Defendant Dr. José M. Saldana is the present Chancellor of the Medical Sciences Campus of the University of Puerto Rico (UPRMSC). He is an active member of the Popular Democratic Party (PDP) with participation in advisory committees. Dr. Saldaña and Dr. Nydia de Jesús, the present Dean of the School of Medicine of the UPRMSC, removed Dr. Fernando Vargas *1364as Head of the Department of Physiology. Defendant Dr. Manuel Martinez Maldonado was Acting Director of the Department of Physiology of the School of Medicine of the UPRMSC from 1973 to 1979 and member of the PDP. He was again appointed to that position after the removal of Dr. Vargas. All of the above defendants were sued in their individual and official capacities.1

The other codefendant is the University of Puerto Rico. However, the complaint against the University was dismissed since the University was immune from suit under the Eleventh Amendment. (See our Opinion and Order of October 8, 1986).

On September 1980, Dr. Fernando Vargas was appointed Associate Professor and Head of the Department of Physiology. The department had been without a permanent chairman since 1973. Dr. Vargas came to know about the position through a science journal sending his curriculum vitae to the appropriate University committee. On January 1980 he received an invitation to visit the campus and conduct various seminars on his specialty and to be interviewed for the position. Before coming to Puerto Rico, Dr. Vargas did not know anyone at the University. After his nomination went through the Department of Physiology, the Dean of the School of Medicine and the Chancellor of the UPRMSC, in accordance with the regulations of the School of Medicine, he was appointed to that position.

At the outset, Dr. Fernando Vargas encountered difficulties with Dr. Manuel Martinez Maldonado and the latter’s colleague, Dr. Susan Opava Stitzer. Dr. Manuel Martinez Maldonado assumed an attitude of arrogance by pretending to exercise authority at the Department of Physiology. On one occasion, for example, Dr. Martinez Maldonado invited Dr. Burg to come from Maryland and give a series of seminars at the Department of Physiology. Dr. Martinez Maldonado arranged a detailed program of activities including meetings with the students, faculty, and the Head of the Department. This program was initiated and programmed without consulting Dr. Fernando Vargas (Plaintiff’s Exhibits 7 and 8).

Animosity between Dr. Vargas and Dr. Martinez Maldonado further increased when Dr. Vargas removed Dr. Martinez Maldonado as coordinator of a chapter of renal physiology. Dr. Martinez Maldonado was a full-time nephrologist and physician at the Veterans Administration Hospital, which seems to prevent him from performing his duties as coordinator of this chapter. Dr. Martinez Maldonado taught only two or three hours in the semester, did not attend departmental meetings and was not available to students for questions (Plaintiff’s Exhibit 6).

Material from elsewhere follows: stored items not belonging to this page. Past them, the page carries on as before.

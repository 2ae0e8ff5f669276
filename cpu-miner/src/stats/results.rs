//! Share result accounting and rejection health.

use std::collections::VecDeque;

use serde::Serialize;

use crate::config::HealthConfig;
use crate::pool::SubmitOutcome;

/// Point-in-time copy of the counters, for status and summary output.
#[derive(Debug, Clone, Copy, Default, PartialEq, Serialize)]
pub struct ResultsSnapshot {
    pub accepted: u64,
    pub rejected: u64,
    pub timed_out: u64,
    pub discarded: u64,

    /// Sum of the difficulty of accepted shares
    pub total_difficulty: u64,

    /// Highest difficulty among accepted shares
    pub best_difficulty: u64,

    /// Rejected fraction over the rolling window
    pub rejection_ratio: f64,

    pub healthy: bool,
}

/// Counts share outcomes and watches the recent rejection rate.
///
/// Only answers from the pool count toward the rolling window: a timeout or
/// a local discard says nothing about whether the pool likes our shares.
#[derive(Debug, Clone)]
pub struct ShareResults {
    accepted: u64,
    rejected: u64,
    timed_out: u64,
    discarded: u64,
    total_difficulty: u64,
    best_difficulty: u64,
    window: VecDeque<bool>,
    window_size: usize,
    max_ratio: f64,
}

impl ShareResults {
    pub fn new(health: &HealthConfig) -> Self {
        Self {
            accepted: 0,
            rejected: 0,
            timed_out: 0,
            discarded: 0,
            total_difficulty: 0,
            best_difficulty: 0,
            window: VecDeque::with_capacity(health.rejection_window),
            window_size: health.rejection_window.max(1),
            max_ratio: health.max_rejection_ratio,
        }
    }

    pub fn record(&mut self, outcome: &SubmitOutcome, difficulty: u64) {
        match outcome {
            SubmitOutcome::Accepted => {
                self.accepted += 1;
                self.total_difficulty = self.total_difficulty.saturating_add(difficulty);
                self.best_difficulty = self.best_difficulty.max(difficulty);
                self.push(false);
            }
            SubmitOutcome::Rejected(_) => {
                self.rejected += 1;
                self.push(true);
            }
            SubmitOutcome::TimedOut => self.timed_out += 1,
            SubmitOutcome::Discarded(_) => self.discarded += 1,
        }
    }

    fn push(&mut self, rejected: bool) {
        if self.window.len() == self.window_size {
            self.window.pop_front();
        }
        self.window.push_back(rejected);
    }

    pub fn accepted(&self) -> u64 {
        self.accepted
    }

    pub fn rejected(&self) -> u64 {
        self.rejected
    }

    /// Rejected fraction of the most recent pool answers.
    pub fn rejection_ratio(&self) -> f64 {
        if self.window.is_empty() {
            return 0.0;
        }
        let rejected = self.window.iter().filter(|r| **r).count();
        rejected as f64 / self.window.len() as f64
    }

    pub fn is_healthy(&self) -> bool {
        self.rejection_ratio() <= self.max_ratio
    }

    pub fn snapshot(&self) -> ResultsSnapshot {
        ResultsSnapshot {
            accepted: self.accepted,
            rejected: self.rejected,
            timed_out: self.timed_out,
            discarded: self.discarded,
            total_difficulty: self.total_difficulty,
            best_difficulty: self.best_difficulty,
            rejection_ratio: self.rejection_ratio(),
            healthy: self.is_healthy(),
        }
    }
}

Another incident occurred at a faculty meeting held on January 27, 1984. At said meeting a discussion was opened on the reasons why a high number of medical students flunked exams. At the meeting Dr. Manuel Martinez Maldonado stated that this failure rate of students was caused by an insufficient number of native Puerto Ricans teaching basic sciences. He urged the School of Medicine to fill up new positions with native Puerto Ricans. These remarks evidently implied a lack of professional integrity on the part of non-native Puerto Ricans and was certainly an unwarranted and shameful attack on non-native Puerto Ricans. The next day a poster was put on plaintiff’s door at the Department stating:

“Evidence mounting quickly Non-P.R. professors Guilty '
Ad Hoc Committee: Expel Them All!”

(Plaintiff’s Exhibit 19).

Other similar posters were put throughout the Department.

During that time, Dr. Bernstein, a Jewish professor born and raised in Chile, was physically attacked by Dr. García Palmieri, a member of the Faculty Promotions Com*1365mittee at the time of Dr. Vargas tenure decision.2 Apparently, Dr. Bernstein had written a letter complaining of Dr. Martinez Maldonado’s remarks, which prompted Dr. Garcia Palmieri to insult Dr. Bernstein, hit him on the neck and threaten to kill him. Dr. Bernstein pressed charges to the police but withdrew them when Dr. Garcia Palmieri apologized.

With regards to Dr. Susan Opava Stitzer, Dr. Vargas also had problems when he came to the Department where Dr. Susan Stitzer was a member. On February 1981, Dr. Susan Stitzer was transferred by Dr. Norman Maldonado, the Chancellor of the UPRMSC at the time, to the Department of Pharmacology. Although Dr. Fernando Vargas did not participate in the decision, he did know there were problems between Dr. Stitzer and the Department and wanted the problems solved. As a result of the transfer, Dr. Susan Stitzer brought an action in this Court alleging sex discrimination. Said complaint was dismissed, however, on res judicata, collateral estoppel and comity grounds since the administrative agency in charge and the Superior Court of Puerto Rico had reached a decision on the merits. Susan Opava Stitzer v. University of Puerto Rico, 617 F.Supp. 1246 (D.P.R.1985).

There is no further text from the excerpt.